Bateson`s deutero-learning points out to the different levels of experiencing environments so to get adapted not by taking into account the objects itself and their problems, but their ‘class’ or their ‘type’. In this respect, he follows Alfred Korzybski´s views on the relation between abstractions and language, where all we can understand is deferred from reality because the latter is always indirect to itself: to this point, the class or type of problems that we experiment through the different environments is always more in ‘quantity’ than the class or the type of problems that we have already learnt, and this is how the differential circuit gets into differential patterns and intensities that are meant to be ‘equalized’ -i like to say, ‘ionized’- so to be embodied in our experience.

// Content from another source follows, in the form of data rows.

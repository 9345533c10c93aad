//! TideSync - keep a local directory in sync with a TideSync server
//!
//! Every invocation of `tidesync sync` runs one complete round: local changes
//! are pushed, remote changes are pulled, and the directory is rewritten
//! atomically.

use anyhow::{anyhow, Result};
use clap::{Args, Parser, Subcommand, ValueEnum};
use std::path::{Path, PathBuf};
use std::process::ExitCode;
use tidesync_config::{Config, ConfigFormat, ConfigLoader, LoggingConfig, SyncConfig};
use tidesync_sync::{SyncClient, SyncSettings, TcpTransport};
use tidesync_types::{Error, FileFilter};
use tracing::info;

mod display;
mod json_output;

use json_output::SyncResultJson;

/// TideSync - keep a local directory in sync with a TideSync server
#[derive(Parser, Debug)]
#[command(
    name = "tidesync",
    version = env!("CARGO_PKG_VERSION"),
    about = "Keep a local directory in sync with a TideSync server",
    long_about = "TideSync synchronizes the files of a local directory with a remote server.\n\
                  Each sync pushes local additions, changes and deletions, pulls those made\n\
                  elsewhere, and resolves conflicts in favour of the server."
)]
struct Cli {
    /// Enable debug logging
    #[arg(short, long)]
    debug: bool,

    /// Quiet mode - errors only
    #[arg(short, long)]
    quiet: bool,

    /// Verbose mode - detailed output
    #[arg(short, long)]
    verbose: bool,

    /// Configuration file path
    #[arg(short, long)]
    config: Option<PathBuf>,

    #[command(subcommand)]
    command: Commands,
}

#[derive(Subcommand, Debug)]
enum Commands {
    /// Run one sync round
    Sync(SyncArgs),
    /// Show configuration
    Config {
        /// Show default configuration
        #[arg(long)]
        default: bool,
        /// Output format
        #[arg(long, value_enum, default_value = "yaml")]
        format: FormatArg,
    },
}

#[derive(Args, Debug)]
struct SyncArgs {
    /// Directory to synchronize
    #[arg(long)]
    contents_dir: Option<PathBuf>,
    /// File recording the last successful sync
    #[arg(long)]
    metadata_file: Option<PathBuf>,
    /// Server address as host:port
    #[arg(long)]
    server: Option<String>,
    /// Also synchronize hidden files
    #[arg(long)]
    include_hidden: bool,
    /// Print the result as JSON
    #[arg(long)]
    json: bool,
}

impl SyncArgs {
    fn apply(&self, sync: &mut SyncConfig) {
        if let Some(contents_dir) = &self.contents_dir {
            sync.contents_dir = contents_dir.clone();
        }
        if let Some(metadata_file) = &self.metadata_file {
            sync.metadata_file = metadata_file.clone();
        }
        if let Some(server) = &self.server {
            sync.server_addr = server.clone();
        }
        if self.include_hidden {
            sync.file_filter = FileFilter::IncludeAll;
        }
    }
}

#[derive(ValueEnum, Clone, Copy, Debug)]
enum FormatArg {
    Yaml,
    Toml,
    Json,
}

impl From<FormatArg> for ConfigFormat {
    fn from(format: FormatArg) -> Self {
        match format {
            FormatArg::Yaml => ConfigFormat::Yaml,
            FormatArg::Toml => ConfigFormat::Toml,
            FormatArg::Json => ConfigFormat::Json,
        }
    }
}

#[tokio::main]
async fn main() -> ExitCode {
    let cli = Cli::parse();

    match run(cli).await {
        Ok(()) => ExitCode::SUCCESS,
        Err(error) => {
            display::display_error(&format!("{:#}", error));
            ExitCode::from(exit_code(&error))
        }
    }
}

async fn run(cli: Cli) -> Result<()> {
    let config = match &cli.command {
        Commands::Config { default: true, .. } => Config::default(),
        _ => load_config(cli.config.as_deref())?,
    };

    init_logging(cli.debug, cli.quiet, cli.verbose, &config.logging)?;
    info!("TideSync v{} starting", env!("CARGO_PKG_VERSION"));

    match cli.command {
        Commands::Sync(args) => sync_command(config, &args, cli.verbose).await,
        Commands::Config { format, .. } => config_command(&config, format),
    }
}

fn load_config(path: Option<&Path>) -> Result<Config> {
    let loaded = match path {
        Some(path) => ConfigLoader::load_from_file(path),
        None => ConfigLoader::load_default(),
    };
    loaded.map_err(|e| Error::from(e).into())
}

fn init_logging(debug: bool, quiet: bool, verbose: bool, logging: &LoggingConfig) -> Result<()> {
    use tracing_subscriber::{fmt, EnvFilter};

    let level = if debug {
        "debug"
    } else if verbose {
        "info"
    } else if quiet {
        "error"
    } else {
        logging.level.as_str()
    };

    let filter = EnvFilter::try_from_default_env().or_else(|_| EnvFilter::try_new(level))?;

    let builder = fmt()
        .with_env_filter(filter)
        .with_writer(std::io::stderr)
        .with_target(false)
        .with_thread_ids(false)
        .with_thread_names(false);

    let installed = if logging.json_format {
        builder.json().try_init()
    } else {
        builder.try_init()
    };
    installed.map_err(|e| anyhow!("Failed to initialize logging: {}", e))
}

async fn sync_command(mut config: Config, args: &SyncArgs, verbose: bool) -> Result<()> {
    args.apply(&mut config.sync);
    config.validate().map_err(Error::from)?;

    let sync = config.sync;
    let settings = SyncSettings::new(sync.contents_dir, sync.metadata_file)
        .with_filter(sync.file_filter);
    let mut client = SyncClient::new(settings, TcpTransport::new(sync.server_addr.as_str()));

    let report = client.run_round().await?;

    if args.json {
        let output = SyncResultJson::new(client.settings(), &sync.server_addr, report);
        println!("{}", output.to_json_string()?);
    } else if verbose {
        display::display_sync_report(client.settings(), &sync.server_addr, &report);
    }

    Ok(())
}

fn config_command(config: &Config, format: FormatArg) -> Result<()> {
    let rendered = ConfigFormat::from(format)
        .render(config)
        .map_err(Error::from)?;
    print!("{}", rendered);
    Ok(())
}

fn exit_code(error: &anyhow::Error) -> u8 {
    error
        .downcast_ref::<Error>()
        .and_then(|error| u8::try_from(error.exit_code()).ok())
        .unwrap_or(1)
}

#[cfg(test)]
mod tests {
    use super::*;
    use clap::CommandFactory;
    use rstest::rstest;
    use tidesync_types::{ItemId, ServerIdentity};

    #[test]
    fn test_cli_definition() {
        Cli::command().debug_assert();
    }

    #[test]
    fn test_sync_flags_override_config() {
        let cli = Cli::try_parse_from([
            "tidesync",
            "--verbose",
            "sync",
            "--contents-dir",
            "/data/notes",
            "--server",
            "sync.example.org:9000",
            "--include-hidden",
        ])
        .unwrap();
        assert!(cli.verbose);

        let Commands::Sync(args) = cli.command else {
            panic!("expected the sync command");
        };
        let mut config = Config::default();
        args.apply(&mut config.sync);

        assert_eq!(config.sync.contents_dir, PathBuf::from("/data/notes"));
        assert_eq!(config.sync.server_addr, "sync.example.org:9000");
        assert_eq!(config.sync.file_filter, FileFilter::IncludeAll);
        assert_eq!(
            config.sync.metadata_file,
            SyncConfig::default().metadata_file
        );
    }

    #[test]
    fn test_config_command_arguments() {
        let cli = Cli::try_parse_from(["tidesync", "config", "--default", "--format", "toml"]).unwrap();
        assert!(matches!(
            cli.command,
            Commands::Config {
                default: true,
                format: FormatArg::Toml
            }
        ));
    }

    #[rstest]
    #[case(Error::config("bad"), 2)]
    #[case(Error::ServerReset { expected: ServerIdentity::from_u128(1), actual: ServerIdentity::from_u128(2) }, 4)]
    #[case(Error::invariant(format!("item {} twice", ItemId::from_u128(1))), 5)]
    #[case(Error::remote("refused"), 6)]
    #[case(Error::io("disk"), 1)]
    fn test_exit_codes(#[case] error: Error, #[case] expected: u8) {
        let error = anyhow::Error::from(error).context("sync failed");
        assert_eq!(exit_code(&error), expected);
    }

    #[test]
    fn test_foreign_errors_exit_with_one() {
        assert_eq!(exit_code(&anyhow!("something else")), 1);
    }
}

To my mind there is no way that recognition may be determinant because the impacts and the forces or events that imply the process are always in their course despite the translation that is meant in things or in objects. Processes do not have as their main objective the recognition of the difference that they make because this difference is already eventual ans is already happening. Any recognition or translation would be, if so, an effect or mere consequence of the process that occurs to form, deform, and transform objectual entities so to animate them as a fact. So considering this batesionian point of view, there could be not any sort of causation. So to endorse the question that objects do encounter each other in a very direct way, i dig that this encounter should be understood as a collutio, an eventual collision of differences that affects ‘the being’ of those objects in their transformational-differential process, but this is never to signify that this encounter would not affect the cognitive relation that we have about them even if we do not have access to their objectual existence.
- Comentado por Naxos en:
- Problems of Translation
- November 25, 2009 at 11:30 am





...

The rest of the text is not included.